We've all kept close to Scout this week, those of us who love her, those who provide care to her, even some who have never met her. But are any of us as close to Scout as these two are? No. We can't be, because we don't speak the same language. At best, we are middle men. Between what they are and what we want them to be, between what they do and what we want them to do. As a human being, I was on the outside of this reunion, exactly where I should have been. But it was a privileged place to be.
Wait! I know this place! She was full of excitement. Scout had been at another barn for one month, but this small farm had been her home for two years. Half a second was all she needed to recognize where she was.

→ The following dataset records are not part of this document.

//! MCP request router
//!
//! [`McpRouter`] answers the MCP requests this server supports. It is a
//! [`tower::Service`] over [`RouterRequest`], so it composes with tower
//! middleware such as [`McpTracingLayer`](crate::McpTracingLayer).
//!
//! ```rust
//! use mcp_resource_server::{CallToolResult, McpRouter, ToolBuilder};
//! use mcp_resource_server::oauth::ScopePolicy;
//! use schemars::JsonSchema;
//! use serde::Deserialize;
//!
//! #[derive(Debug, Deserialize, JsonSchema)]
//! struct Input {
//!     value: f64,
//! }
//!
//! let tool = ToolBuilder::new("negate")
//!     .description("Negate a number")
//!     .handler(|input: Input| async move { Ok(CallToolResult::text((-input.value).to_string())) })
//!     .build()
//!     .unwrap();
//!
//! let router = McpRouter::new()
//!     .server_info("my-server", "1.0.0")
//!     .scope_policy(ScopePolicy::new().default_scope("mcp:tools"))
//!     .tool(tool);
//! ```

use std::any::{Any, TypeId};
use std::collections::HashMap;
use std::future::Future;
use std::pin::Pin;
use std::sync::Arc;
use std::task::{Context, Poll};

use tower_service::Service;

use crate::error::{Error, JsonRpcError, Result};
use crate::oauth::{AccessToken, OAuthError, ScopePolicy};
use crate::protocol::{
    CallToolParams, EmptyResult, Implementation, InitializeParams, InitializeResult,
    JsonRpcResponse, ListToolsResult, McpNotification, McpRequest, McpResponse, RequestId,
    ServerCapabilities, ToolsCapability, negotiate_protocol_version,
};
use crate::session::SessionState;
use crate::tool::Tool;

/// Routes MCP requests to tools.
///
/// Clones share configuration and the session phase. Use
/// [`with_fresh_session`](Self::with_fresh_session) to start a new
/// session over the same configuration.
#[derive(Clone)]
pub struct McpRouter {
    inner: Arc<McpRouterInner>,
    session: SessionState,
}

impl std::fmt::Debug for McpRouter {
    fn fmt(&self, f: &mut std::fmt::Formatter<'_>) -> std::fmt::Result {
        f.debug_struct("McpRouter")
            .field("server_name", &self.inner.server_name)
            .field("server_version", &self.inner.server_version)
            .field("tools_count", &self.inner.tools.len())
            .field("session_phase", &self.session.phase())
            .finish()
    }
}

#[derive(Clone)]
struct McpRouterInner {
    server_name: String,
    server_version: String,
    instructions: Option<String>,
    /// Registration order is the `tools/list` order.
    tools: Vec<Arc<Tool>>,
    scope_policy: ScopePolicy,
}

impl McpRouter {
    pub fn new() -> Self {
        Self {
            inner: Arc::new(McpRouterInner {
                server_name: env!("CARGO_PKG_NAME").to_string(),
                server_version: env!("CARGO_PKG_VERSION").to_string(),
                instructions: None,
                tools: Vec::new(),
                scope_policy: ScopePolicy::new(),
            }),
            session: SessionState::new(),
        }
    }

    pub fn server_info(mut self, name: impl Into<String>, version: impl Into<String>) -> Self {
        let inner = Arc::make_mut(&mut self.inner);
        inner.server_name = name.into();
        inner.server_version = version.into();
        self
    }

    /// Usage hints returned from `initialize`.
    pub fn instructions(mut self, instructions: impl Into<String>) -> Self {
        Arc::make_mut(&mut self.inner).instructions = Some(instructions.into());
        self
    }

    /// Register a tool. A tool with the same name is replaced.
    pub fn tool(mut self, tool: Tool) -> Self {
        let tools = &mut Arc::make_mut(&mut self.inner).tools;
        match tools.iter_mut().find(|t| t.name == tool.name) {
            Some(existing) => *existing = Arc::new(tool),
            None => tools.push(Arc::new(tool)),
        }
        self
    }

    pub fn tools(self, tools: impl IntoIterator<Item = Tool>) -> Self {
        tools.into_iter().fold(self, |router, tool| router.tool(tool))
    }

    /// Scopes checked at `tools/call` against the caller's [`AccessToken`].
    pub fn scope_policy(mut self, policy: ScopePolicy) -> Self {
        Arc::make_mut(&mut self.inner).scope_policy = policy;
        self
    }

    /// A router over the same configuration with a new, uninitialized session.
    pub fn with_fresh_session(&self) -> Self {
        Self {
            inner: self.inner.clone(),
            session: SessionState::new(),
        }
    }

    pub fn session(&self) -> &SessionState {
        &self.session
    }

    fn capabilities(&self) -> ServerCapabilities {
        ServerCapabilities {
            tools: (!self.inner.tools.is_empty()).then(ToolsCapability::default),
        }
    }

    fn find_tool(&self, name: &str) -> Option<&Arc<Tool>> {
        self.inner.tools.iter().find(|t| t.name == name)
    }

    async fn handle(&self, request: McpRequest, extensions: &Extensions) -> Result<McpResponse> {
        let method = request.method_name();
        if !self.session.is_request_allowed(method) {
            tracing::warn!(
                method = %method,
                phase = ?self.session.phase(),
                "Request rejected: session not initialized"
            );
            return Err(Error::JsonRpc(JsonRpcError::invalid_request(format!(
                "Session not initialized. Only 'initialize' and 'ping' are allowed before initialization. Got: {}",
                method
            ))));
        }

        match request {
            McpRequest::Initialize(params) => Ok(McpResponse::Initialize(self.initialize(params))),
            McpRequest::Ping => Ok(McpResponse::Pong(EmptyResult {})),
            McpRequest::ListTools(_params) => Ok(McpResponse::ListTools(ListToolsResult {
                tools: self.inner.tools.iter().map(|t| t.definition()).collect(),
                next_cursor: None,
            })),
            McpRequest::CallTool(params) => self.call_tool(params, extensions).await,
            McpRequest::Unknown { method, .. } => {
                Err(Error::JsonRpc(JsonRpcError::method_not_found(&method)))
            }
        }
    }

    fn initialize(&self, params: InitializeParams) -> InitializeResult {
        tracing::info!(
            client = %params.client_info.name,
            version = %params.client_info.version,
            requested = %params.protocol_version,
            "Client initializing"
        );
        self.session.mark_initializing();

        InitializeResult {
            protocol_version: negotiate_protocol_version(&params.protocol_version).to_string(),
            capabilities: self.capabilities(),
            server_info: Implementation {
                name: self.inner.server_name.clone(),
                version: self.inner.server_version.clone(),
            },
            instructions: self.inner.instructions.clone(),
        }
    }

    async fn call_tool(&self, params: CallToolParams, extensions: &Extensions) -> Result<McpResponse> {
        let tool = self.find_tool(&params.name).ok_or_else(|| {
            Error::JsonRpc(JsonRpcError::invalid_params(format!(
                "Unknown tool: {}",
                params.name
            )))
        })?;

        let policy = &self.inner.scope_policy;
        if policy.requires_scopes_for(&tool.name) {
            let token = extensions
                .get::<AccessToken>()
                .ok_or(OAuthError::MissingToken)
                .and_then(|token| policy.check_tool(&tool.name, token).map(|()| token));
            if let Err(err) = token {
                tracing::warn!(tool = %tool.name, error = %err, "Tool call rejected");
                return Err(Error::JsonRpc(err.into()));
            }
        }

        tracing::debug!(tool = %tool.name, "Calling tool");
        Ok(McpResponse::CallTool(tool.call(params.arguments).await))
    }

    /// Handle an MCP notification (no response expected)
    pub fn handle_notification(&self, notification: McpNotification) {
        match notification {
            McpNotification::Initialized => {
                if self.session.mark_initialized() {
                    tracing::info!("Session initialized, entering operation phase");
                } else {
                    tracing::warn!(
                        phase = ?self.session.phase(),
                        "Received initialized notification in unexpected state"
                    );
                }
            }
            McpNotification::Cancelled(params) => {
                // Requests here run to completion; nothing to cancel.
                tracing::debug!(
                    request_id = ?params.request_id,
                    reason = ?params.reason,
                    "Cancellation notification ignored"
                );
            }
            McpNotification::Unknown { method, .. } => {
                tracing::debug!(method = %method, "Unknown notification received");
            }
        }
    }
}

impl Default for McpRouter {
    fn default() -> Self {
        Self::new()
    }
}

// =============================================================================
// Tower Service implementation
// =============================================================================

/// A minimal type-map for passing request-scoped values, such as the
/// caller's [`AccessToken`], from HTTP middleware to the router.
///
/// ```rust
/// use mcp_resource_server::Extensions;
///
/// let mut ext = Extensions::new();
/// ext.insert(42u32);
/// assert_eq!(ext.get::<u32>(), Some(&42));
/// ```
#[derive(Default, Clone)]
pub struct Extensions {
    map: HashMap<TypeId, Arc<dyn Any + Send + Sync>>,
}

impl Extensions {
    pub fn new() -> Self {
        Self::default()
    }

    /// Insert a value, replacing any value of the same type.
    pub fn insert<T: Send + Sync + 'static>(&mut self, val: T) {
        self.map.insert(TypeId::of::<T>(), Arc::new(val));
    }

    pub fn get<T: Send + Sync + 'static>(&self) -> Option<&T> {
        self.map
            .get(&TypeId::of::<T>())
            .and_then(|val| val.downcast_ref::<T>())
    }
}

impl std::fmt::Debug for Extensions {
    fn fmt(&self, f: &mut std::fmt::Formatter<'_>) -> std::fmt::Result {
        f.debug_struct("Extensions")
            .field("len", &self.map.len())
            .finish()
    }
}

/// Request type for the tower Service implementation
#[derive(Debug)]
pub struct RouterRequest {
    pub id: RequestId,
    pub inner: McpRequest,
    pub extensions: Extensions,
}

/// Response type for the tower Service implementation
#[derive(Debug)]
pub struct RouterResponse {
    pub id: RequestId,
    pub inner: std::result::Result<McpResponse, JsonRpcError>,
}

impl RouterResponse {
    pub fn into_jsonrpc(self) -> JsonRpcResponse {
        match self.inner {
            Ok(response) => match serde_json::to_value(response) {
                Ok(result) => JsonRpcResponse::result(self.id, result),
                Err(e) => {
                    tracing::error!(error = %e, "Failed to serialize response");
                    JsonRpcResponse::error(
                        Some(self.id),
                        JsonRpcError::internal_error(format!("Serialization error: {}", e)),
                    )
                }
            },
            Err(error) => JsonRpcResponse::error(Some(self.id), error),
        }
    }
}

impl Service<RouterRequest> for McpRouter {
    type Response = RouterResponse;
    type Error = std::convert::Infallible;
    type Future =
        Pin<Box<dyn Future<Output = std::result::Result<Self::Response, Self::Error>> + Send>>;

    fn poll_ready(&mut self, _cx: &mut Context<'_>) -> Poll<std::result::Result<(), Self::Error>> {
        Poll::Ready(Ok(()))
    }

    fn call(&mut self, req: RouterRequest) -> Self::Future {
        let router = self.clone();
        Box::pin(async move {
            let result = router.handle(req.inner, &req.extensions).await;
            Ok(RouterResponse {
                id: req.id,
                inner: result.map_err(|e| match e {
                    Error::JsonRpc(err) => err,
                    Error::Serialization(err) => JsonRpcError::invalid_params(err.to_string()),
                    e => JsonRpcError::internal_error(e.to_string()),
                }),
            })
        })
    }
}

They knew her, too. The air was electric with chill and the first light winter snow.
Someone told me once, years ago, "Oh, your mare is a killer. She should never be turned out with other mares." Tell it to Keely, who missed Scout terribly. What happened? Where were you? Why are you in there? Come outside. (But those are just my words; they have nothing to do with what was going on between them.)
They crowded around Scout's window. But poor little Gambler couldn't see her.
Scout soon realized something had changed. Everybody was out in the paddocks. There was someone new out there, too. I think she started to feel it in her gut. It was one thing to be on stall rest at a strange barn and then at the clinic. It might be too hard at home.
Keely agreed. Together, they began to work at the window.
When Keely finally drifted back to her hay, Gam got his chance. Scout wasn't terribly interested in visitors by then. The reality of her dilemma was becoming clear to her.
Bringing her home was the fourth of the hurdles I worried how we'd cross. Now I see, though, that every day that Scout must stay in her stall will be another hurdle. She can't change her nature, I only hope that she can change how she relates to it.